Thursday, July 29, 2010
Following up on my prior posts:
Drinking and Driving: Taxpayer Allowed to Take Casualty Loss for Car He Wrecked, 80 CPA J. 50 (July 2010):
A recent controversial Tax Court case, [Rohrs v. Commissioner, T.C. Summ. Op. 2009-190 (Dec. 10, 2009)], dealt with the question of whether a person who is driving under the influence may in some circumstances be entitled to take a casualty loss deduction for damages resulting to his motor vehicle. Section 165(a) allows a deduction for losses not compensated by insurance or otherwise. Generally, damages to a motor vehicle may not be the subject of a casualty loss when the damage is due to a willful act or willful negligence, under Reg. § 1.165 -7(a)(3).
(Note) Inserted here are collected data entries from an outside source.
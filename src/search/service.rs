//! Search orchestration: cache-aside around the index with stale fallback

use std::sync::Arc;
use std::time::{Duration, Instant};

use crate::cache::{search_key, Cacheable, ResponseCache, Served};
use crate::models::{FacetCounts, SearchRequest, SearchResponse};
use crate::search::document::DocumentNormalizer;
use crate::search::error::{SearchError, SearchResult};
use crate::search::index::SearchIndex;
use crate::search::query::SearchQuery;

/// Answers search requests from the cache or the index
#[derive(Clone)]
pub struct SearchService {
    index: Arc<dyn SearchIndex>,
    cache: ResponseCache,
    normalizer: DocumentNormalizer,
    index_timeout: Duration,
    cache_ttl: Duration,
}

impl SearchService {
    pub fn new(
        index: Arc<dyn SearchIndex>,
        cache: ResponseCache,
        normalizer: DocumentNormalizer,
        index_timeout: Duration,
        cache_ttl: Duration,
    ) -> Self {
        Self {
            index,
            cache,
            normalizer,
            index_timeout,
            cache_ttl,
        }
    }

    /// Serve one page of results.
    ///
    /// A fresh cache entry wins unless the request bypasses the cache. On a
    /// miss the index is queried and the result written back. When the
    /// index fails, the last cached entry for the same key is served marked
    /// stale, bypass or not; with nothing cached the index error is returned.
    pub async fn search(&self, request: &SearchRequest) -> SearchResult<Served<SearchResponse>> {
        let key = search_key(request);

        if !request.bypass_cache {
            if let Some(mut cached) = self.cache.read_fresh::<SearchResponse>(&key).await {
                cached.mark_cached();
                tracing::info!(key = %key, term = %request.term, page = request.page, "search_cache_hit");
                return Ok(Served::hit(cached));
            }
        }

        match self.fetch(request).await {
            Ok((response, index_ms)) => {
                tracing::info!(
                    key = %key,
                    term = %request.term,
                    page = request.page,
                    total = response.total,
                    index_ms = index_ms,
                    "search_ok"
                );
                if !request.bypass_cache {
                    self.cache
                        .write_detached(key, response.clone(), self.cache_ttl)
                        .await;
                }
                Ok(Served::miss(response, index_ms))
            }
            Err(e) => {
                if let Some(stale) = self
                    .cache
                    .serve_stale_on_error::<SearchResponse>(&key, &e)
                    .await
                {
                    tracing::warn!(key = %key, term = %request.term, error = %e, "search_stale_serve");
                    return Ok(Served::stale(stale, e));
                }
                tracing::error!(key = %key, term = %request.term, error = %e, "search_error");
                Err(e)
            }
        }
    }

    async fn fetch(&self, request: &SearchRequest) -> SearchResult<(SearchResponse, u64)> {
        let body = SearchQuery::from(request).build();

        let started = Instant::now();
        let raw = tokio::time::timeout(self.index_timeout, self.index.search(&body))
            .await
            .map_err(|_| SearchError::IndexTimeout(self.index_timeout.as_millis() as u64))??;
        let index_ms = started.elapsed().as_millis() as u64;

        let documents = raw
            .hits
            .hits
            .iter()
            .map(|hit| self.normalizer.normalize(hit))
            .collect();

        let response = SearchResponse {
            page: request.page,
            page_size: request.page_size,
            total: raw.total(),
            facet_counts: FacetCounts::new(
                raw.facet_bucket("stock"),
                raw.facet_bucket("sport"),
                raw.facet_bucket("other"),
                raw.facet_bucket("unknown"),
            ),
            documents,
            served_from_cache: false,
            is_stale: false,
        };

        Ok((response, index_ms))
    }

    /// Reachability of the index
    pub async fn ping_index(&self) -> bool {
        matches!(
            tokio::time::timeout(self.index_timeout, self.index.ping()).await,
            Ok(Ok(()))
        )
    }
}
use serde::{de::DeserializeOwned, Serialize};
use std::fmt;
use std::sync::Arc;
use std::time::Duration;

use crate::cache::{CacheError, CacheStore};

/// A payload the response cache can store and re-emit
pub trait Cacheable: Serialize + DeserializeOwned + Send + Sync + 'static {
    /// Flag the payload as coming from the cache
    fn mark_cached(&mut self);

    /// Flag the payload as a stale fallback after a source failure
    fn mark_stale(&mut self);
}

/// How a response was produced, as reported in `x-cache`
#[derive(Debug, Clone, PartialEq, Eq)]
pub enum CacheStatus {
    /// Served from a fresh cache entry
    Hit,
    /// Computed from the index
    Miss,
    /// Index failed; served a previously cached entry
    Stale { error: String },
    /// Request short-circuited without touching cache or index
    Skip,
}

impl CacheStatus {
    pub fn header_value(&self) -> &'static str {
        match self {
            CacheStatus::Hit => "HIT",
            CacheStatus::Miss => "MISS",
            CacheStatus::Stale { .. } => "STALE",
            CacheStatus::Skip => "SKIP",
        }
    }
}

/// A response body with how it was produced
#[derive(Debug, Clone)]
pub struct Served<T> {
    pub body: T,
    pub cache: CacheStatus,
    /// Index round-trip time when the index was called successfully
    pub index_ms: Option<u64>,
}

impl<T> Served<T> {
    pub fn hit(body: T) -> Self {
        Self {
            body,
            cache: CacheStatus::Hit,
            index_ms: None,
        }
    }

    pub fn miss(body: T, index_ms: u64) -> Self {
        Self {
            body,
            cache: CacheStatus::Miss,
            index_ms: Some(index_ms),
        }
    }

    pub fn stale(body: T, error: impl fmt::Display) -> Self {
        Self {
            body,
            cache: CacheStatus::Stale {
                error: error.to_string(),
            },
            index_ms: None,
        }
    }

    pub fn skip(body: T) -> Self {
        Self {
            body,
            cache: CacheStatus::Skip,
            index_ms: None,
        }
    }
}

/// Cache-aside helper wrapping an optional cache store.
///
/// Every failure inside is logged and degraded to "absent"; callers never
/// see a cache error. Without a store every read misses and every write
/// is a no-op.
#[derive(Clone, Default)]
pub struct ResponseCache {
    store: Option<Arc<dyn CacheStore>>,
}

impl ResponseCache {
    pub fn new(store: Option<Arc<dyn CacheStore>>) -> Self {
        Self { store }
    }

    /// A cache that never holds anything
    pub fn disabled() -> Self {
        Self { store: None }
    }

    pub fn is_enabled(&self) -> bool {
        self.store.is_some()
    }

    async fn read<T: Cacheable>(&self, key: &str) -> Result<Option<T>, CacheError> {
        let Some(store) = &self.store else {
            return Ok(None);
        };
        match store.get(key).await? {
            Some(raw) => Ok(Some(serde_json::from_str(&raw)?)),
            None => Ok(None),
        }
    }

    /// Read and parse the entry under `key`. Unavailable stores and
    /// unparseable entries read as absent.
    pub async fn read_fresh<T: Cacheable>(&self, key: &str) -> Option<T> {
        match self.read(key).await {
            Ok(entry) => entry,
            Err(e) => {
                tracing::warn!(key = key, error = %e, "cache_read_error");
                None
            }
        }
    }

    /// Best-effort write; failures are logged and swallowed
    pub async fn write<T: Cacheable>(&self, key: &str, entry: &T, ttl: Duration) {
        let Some(store) = &self.store else {
            return;
        };

        let raw = match serde_json::to_string(entry) {
            Ok(raw) => raw,
            Err(e) => {
                tracing::warn!(key = key, error = %e, "cache_write_error");
                return;
            }
        };

        if let Err(e) = store.set(key, raw, ttl).await {
            tracing::warn!(key = key, error = %e, "cache_write_error");
        }
    }

    /// Write on a detached task and wait for it. If the caller is dropped
    /// mid-write the task still runs to completion.
    pub async fn write_detached<T: Cacheable>(&self, key: String, entry: T, ttl: Duration) {
        if !self.is_enabled() {
            return;
        }

        let cache = self.clone();
        let handle = tokio::spawn(async move {
            cache.write(&key, &entry, ttl).await;
        });

        if let Err(e) = handle.await {
            tracing::warn!(error = %e, "cache_write_task_failed");
        }
    }

    /// Fallback after the primary fetch failed: return whatever entry is
    /// stored under `key`, flagged stale. Absent when the store is
    /// unreachable or empty for `key`.
    pub async fn serve_stale_on_error<T: Cacheable>(
        &self,
        key: &str,
        original_error: &(dyn fmt::Display + Sync),
    ) -> Option<T> {
        match self.read::<T>(key).await {
            Ok(Some(mut entry)) => {
                entry.mark_stale();
                tracing::debug!(key = key, error = %original_error, "Found stale entry after source failure");
                Some(entry)
            }
            Ok(None) => None,
            Err(e) => {
                tracing::debug!(key = key, error = %e, "stale lookup failed");
                None
            }
        }
    }

    /// Reachability of the underlying store; `None` when caching is disabled
    pub async fn ping(&self) -> Option<bool> {
        let store = self.store.as_ref()?;
        Some(store.ping().await.is_ok())
    }
}
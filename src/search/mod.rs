//! Media search against an Elasticsearch index.
//!
//! ```text
//! SearchRequest ──► cache lookup ──hit──► response (_cached)
//!                       │ miss / bypass
//!                       ▼
//!                  SearchQuery::build ──► SearchIndex ──► DocumentNormalizer
//!                       │ failure                              │
//!                       ▼                                      ▼
//!                  stale entry? ──► response (_stale)     cache write
//! ```

mod document;
mod error;
mod index;
mod query;
mod service;

pub use document::{pad_media_id, thumbnail_url, DocumentNormalizer, PADDED_MEDIA_ID_LEN};
pub use error::{SearchError, SearchResult};
pub use index::{
    Bucket, ElasticsearchIndex, FiltersAggregation, IndexHits, IndexResponse, RawHit, SearchIndex,
    TotalHits,
};
pub use query::{
    filter_clauses, numeric_media_id, SearchQuery, COLLECTION_FIELD, DATE_FIELD,
    DESCRIPTION_FIELDS, FACET_AGGREGATION, KEYWORD_FIELDS, MAX_SAFE_INTEGER, MEDIA_ID_FIELD,
    TITLE_FIELDS,
};
pub use service::SearchService;
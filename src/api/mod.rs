pub mod handlers;
pub mod routes;

pub use routes::*;

use crate::cache::ResponseCache;
use crate::search::SearchService;
use crate::suggest::SuggestService;
use std::sync::Arc;

/// Shared application state
#[derive(Clone)]
pub struct AppState {
    pub search: Arc<SearchService>,
    pub suggest: Arc<SuggestService>,
    pub cache: ResponseCache,
}

impl AppState {
    pub fn new(search: SearchService, suggest: SuggestService, cache: ResponseCache) -> Self {
        Self {
            search: Arc::new(search),
            suggest: Arc::new(suggest),
            cache,
        }
    }
}
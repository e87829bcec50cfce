//! Error types for index operations

/// Result type for index operations
pub type SearchResult<T> = std::result::Result<T, SearchError>;

/// Errors that can occur while talking to the search index
#[derive(Debug, thiserror::Error)]
pub enum SearchError {
    /// No answer within the hard deadline
    #[error("Timeout after {0}ms")]
    IndexTimeout(u64),

    /// Connection refused, DNS failure, TLS failure, ...
    #[error("Index unreachable: {0}")]
    IndexUnavailable(String),

    /// Index answered with a non-success status
    #[error("Index returned status {status}: {body}")]
    IndexStatus { status: u16, body: String },

    /// Index answered with a body we could not parse
    #[error("Unexpected index response: {0}")]
    BadResponse(String),
}

impl From<reqwest::Error> for SearchError {
    fn from(err: reqwest::Error) -> Self {
        if err.is_decode() {
            SearchError::BadResponse(err.to_string())
        } else {
            SearchError::IndexUnavailable(err.to_string())
        }
    }
}

impl From<serde_json::Error> for SearchError {
    fn from(err: serde_json::Error) -> Self {
        SearchError::BadResponse(err.to_string())
    }
}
But is driving a motor vehicle while only slightly intoxicated considered willful negligence by the Tax Court? It certainly is considered willful by the IRS and most public commentators on the case, and this was the issue dealt with by the Tax Court. ...The case has generated several critical comments: Arden Dale (Tax Court Lets DUI Driver Write Off Car Damage, Wall Street Journal, Dec. 16, 2009) quoted Paul L. Caron, professor of law at the University of Cincinnati and author of the popular TaxProf Blog as saying he found it hard to believe that a court "in this day and age would treat someone driving under the influence of alcohol as not engaged in a 'willful act or willful negligence' under the tax code." The authors could not sum up the case any better. It is certain that comparative casualty loss deductions will be claimed in the future as a result of the Tax Court's decision. The authors hope the IRS will quickly publish regulations that clearly define willful negligence.